Reseña: Sumisión, de Oscar Taborda

 Oscar Taborda: Sumisión, Paraná, Entre Ríos, Argentina, EDUNER, 2020.


El isotipo: una boya en la deriva de la ficción 

Por Emilio Jurado Naón


Un marciano que se llama U vive una identidad lumpen de trabajador golondrina temporalmente desempleado en algún área urbana, que podría ser la ciudad de Rosario como cualquier otra, y ahorra para pagarse un viaje mental mediante uno de los cascos neurotrópicos (el más barato) que publicitan en el shopping de su barrio. Su fantasía es la de asesinar al tío millonario de la protagonista de una telenovela colombiana que mira por las tardes en el hotel de pasajeros donde se hospeda y así vengar el destino miserable de la joven, para lo cual U se disfraza de su propia madre con un vestido robado a la hija de la dueña de la pensión. Pero el viaje imaginario que supervisan dos empleadas más parecidas a manicuras que a guías de turismo sufre un desperfecto técnico que trunca la aventura de U, quien, sin embargo y a pesar del malestar físico que este le depara, no presenta ningún reclamo.

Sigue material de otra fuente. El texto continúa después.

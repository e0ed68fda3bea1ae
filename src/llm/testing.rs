//! Scripted completion client for tests.
//!
//! The reply depends on markers in the prompt:
//! - `FAIL` returns an API error
//! - `HANG` never answers within the client timeout
//! - `SLOW:<ms>` sleeps before answering
//! - `REPLY:<text>` answers with `<text>` (up to the end of the prompt)
//!
//! Otherwise the reply is `ok:<n>` where `n` counts completed calls.

use std::sync::atomic::{AtomicUsize, Ordering};
use std::sync::Arc;
use std::time::Duration;

use async_trait::async_trait;

use super::{CompletionClient, LlmError};
use crate::models::Provider;

pub struct ScriptedClient {
    provider: Provider,
    timeout: Duration,
    in_flight: AtomicUsize,
    peak: AtomicUsize,
    calls: AtomicUsize,
}

impl ScriptedClient {
    pub fn new(provider: Provider) -> Arc<Self> {
        Self::with_timeout(provider, Duration::from_secs(5))
    }

    pub fn with_timeout(provider: Provider, timeout: Duration) -> Arc<Self> {
        Arc::new(Self {
            provider,
            timeout,
            in_flight: AtomicUsize::new(0),
            peak: AtomicUsize::new(0),
            calls: AtomicUsize::new(0),
        })
    }

    /// Highest number of calls observed in flight at once.
    pub fn peak_in_flight(&self) -> usize {
        self.peak.load(Ordering::SeqCst)
    }

    pub fn calls(&self) -> usize {
        self.calls.load(Ordering::SeqCst)
    }
}

fn marker_value<'a>(prompt: &'a str, marker: &str) -> Option<&'a str> {
    prompt.find(marker).map(|at| &prompt[at + marker.len()..])
}

#[async_trait]
impl CompletionClient for ScriptedClient {
    fn provider(&self) -> Provider {
        self.provider
    }

    fn max_tokens(&self) -> u32 {
        200
    }

    fn timeout(&self) -> Duration {
        self.timeout
    }

    async fn complete(&self, prompt: &str, _max_tokens: u32) -> Result<String, LlmError> {
        let now = self.in_flight.fetch_add(1, Ordering::SeqCst) + 1;
        self.peak.fetch_max(now, Ordering::SeqCst);

        if let Some(ms) = marker_value(prompt, "SLOW:")
            .and_then(|rest| rest.split(|c: char| !c.is_ascii_digit()).next())
            .and_then(|digits| digits.parse::<u64>().ok())
        {
            tokio::time::sleep(Duration::from_millis(ms)).await;
        }
        if prompt.contains("HANG") {
            tokio::time::sleep(self.timeout * 20).await;
        }

        self.in_flight.fetch_sub(1, Ordering::SeqCst);
        let n = self.calls.fetch_add(1, Ordering::SeqCst) + 1;

        if prompt.contains("FAIL") {
            return Err(LlmError::Api("HTTP 429: quota exceeded".to_string()));
        }
        if let Some(reply) = marker_value(prompt, "REPLY:") {
            return Ok(reply.to_string());
        }
        Ok(format!("ok:{}", n))
    }
}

La síntesis de la trama de Sumisión, una aproximación posible a la diégesis, en realidad, podría ser esta como cualquier otra, ya que el protagonismo de la novela más reciente de Oscar Taborda se lo llevan no tanto la fábula como las operaciones sobre la digresión y el símbolo.

Organizada en fragmentos breves de similar extensión, Sumisión es una deriva textual obsesiva aunque parsimoniosa sobre productos del mercado, los materiales de los que están hechos, sus procesos de producción, publicidad y venta, y las fantasías que se tejen en la mente del consumidor en el lapso breve que separa el paseo de los ojos de una mercadería a otra en la vitrina. 

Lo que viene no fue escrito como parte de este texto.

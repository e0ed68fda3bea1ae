//! Combines operator-declared query fields into one instruction and an export schema.

use std::collections::BTreeMap;

use serde::{Deserialize, Serialize};
use serde_json::{Map, Value};

use crate::models::{DataType, QueryField};

/// Export-side description of one field.
#[derive(Debug, Clone, PartialEq, Eq, Serialize, Deserialize)]
pub struct FieldSpec {
    #[serde(rename = "Question")]
    pub question: String,
    #[serde(rename = "Data Type")]
    pub data_type: DataType,
}

/// Field name to question and type. Keys sort lexically so exports are stable.
pub type QuerySchema = BTreeMap<String, FieldSpec>;

#[derive(Debug, Clone, PartialEq, Eq)]
pub struct BuiltQuery {
    /// Instruction sent with every article in a round.
    pub instruction: String,
    pub schema: QuerySchema,
}

/// Build the combined instruction and the export schema.
///
/// Names are trimmed. Rows with a blank name or question are left out of
/// the instruction but still land in the schema. A later row replaces an
/// earlier one with the same name.
pub fn build(fields: &[QueryField]) -> BuiltQuery {
    let mut schema = QuerySchema::new();
    for field in fields {
        schema.insert(
            field.item_name.trim().to_string(),
            FieldSpec {
                question: field.question.clone(),
                data_type: field.data_type,
            },
        );
    }

    let mut questions = Map::new();
    let mut types = Vec::new();
    for field in fields.iter().filter(|f| f.is_complete()) {
        let name = field.item_name.trim();
        questions.insert(name.to_string(), Value::String(field.question.trim().to_string()));
        types.retain(|(n, _): &(String, DataType)| n != name);
        types.push((name.to_string(), field.data_type));
    }

    BuiltQuery {
        instruction: instruction_for(&questions, &types),
        schema,
    }
}

fn instruction_for(questions: &Map<String, Value>, types: &[(String, DataType)]) -> String {
    if questions.is_empty() {
        return String::new();
    }

    let hints = types
        .iter()
        .map(|(name, data_type)| format!("{}: {}", name, data_type.as_str()))
        .collect::<Vec<_>>()
        .join(", ");

    format!(
        "Answer each question and reply with one JSON object using these keys: {}. Value types: {}",
        Value::Object(questions.clone()),
        hints
    )
}
//! Entry model: a text record labeled with one or more leaf nodes.

use serde::{Deserialize, Serialize};

use super::AiResult;

/// Separator used when leaf node labels are joined into one field.
pub const LABEL_SEPARATOR: &str = ", ";

/// A stored text record.
///
/// Entries carry no identity beyond their position in a query result; `id`
/// is the storage row key and is never serialized.
#[derive(Debug, Clone, PartialEq, Serialize, Deserialize)]
#[serde(rename_all = "camelCase")]
pub struct Entry {
    #[serde(skip)]
    pub id: i32,
    pub leaf_nodes: Vec<String>,
    pub summary: String,
    pub body: String,
    #[serde(default, skip_serializing_if = "Option::is_none")]
    pub annotation: Option<AiResult>,
}

impl Entry {
    /// Create an unsaved entry. Labels are trimmed and deduplicated, keeping first occurrence.
    pub fn new<I, S>(leaf_nodes: I, summary: impl Into<String>, body: impl Into<String>) -> Self
    where
        I: IntoIterator<Item = S>,
        S: AsRef<str>,
    {
        Self {
            id: 0,
            leaf_nodes: dedup_labels(leaf_nodes),
            summary: summary.into(),
            body: body.into(),
            annotation: None,
        }
    }

    /// Split a joined label field back into labels.
    pub fn split_labels(joined: &str) -> Vec<String> {
        dedup_labels(joined.split(','))
    }

    /// The joined leaf node field as stored and matched against.
    pub fn joined_leaf_nodes(&self) -> String {
        self.leaf_nodes.join(LABEL_SEPARATOR)
    }
}

fn dedup_labels<I, S>(labels: I) -> Vec<String>
where
    I: IntoIterator<Item = S>,
    S: AsRef<str>,
{
    let mut out: Vec<String> = Vec::new();
    for label in labels {
        let label = label.as_ref().trim();
        if label.is_empty() || out.iter().any(|l| l == label) {
            continue;
        }
        out.push(label.to_string());
    }
    out
}
//! Router configuration for the web server.

use axum::{
    routing::{get, post},
    Router,
};
use tower_http::cors::CorsLayer;
use tower_http::trace::TraceLayer;

use super::handlers;
use super::AppState;

/// Create the main router with all routes.
pub fn create_router(state: AppState) -> Router {
    Router::new()
        // Taxonomy catalog
        .route("/leaf-nodes", get(handlers::list_leaf_nodes))
        .route("/leaf-nodes/max-depth", get(handlers::max_depth))
        .route("/leaf-nodes/refresh", post(handlers::refresh_catalog))
        // Entries
        .route("/entries", get(handlers::list_entries))
        // Annotation rounds and export
        .route("/annotate", post(handlers::annotate_articles))
        .route("/export", post(handlers::export_document))
        .layer(TraceLayer::new_for_http())
        .layer(CorsLayer::permissive())
        .with_state(state)
}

“La materia prima de estos cables había sido extraída del subsuelo chileno. Un jingle que sirvió para promover la venta de cascos todavía sonaba a veces en la radio, activando el recuerdo de aquel corto con los inmensos camiones cargados de piedras, saliendo como de una gran oreja, y luego las vías del ferrocarril y el puerto de Valparaíso. Manufacturados en Venezuela, el ensamble final se había realizado en la planta de una firma ubicada en el reparto de San Patricio de la ciudad de Managua. Ahí, junto a la laguna Nejapa, de origen volcánico, a metros de la embajada de Brasil, cada uno de sus accesorios fue precintado con una faja donde la empresa se jactaba de cumplir el sueño bolivariano. Acá las uñas de la manicura la habían despegado, rasgando junto con la inscripción el estilizado dibujo de un sombrero de llanero que se apoyaba somnoliento sobre una H mayúscula. Cuando después de renegar con el adhesivo la chica termina por hacer de la cinta un bollo que tira al piso, la pequeña pelota rueda unos centímetros hasta que se detiene contra el zapato izquierdo de su compañera”. 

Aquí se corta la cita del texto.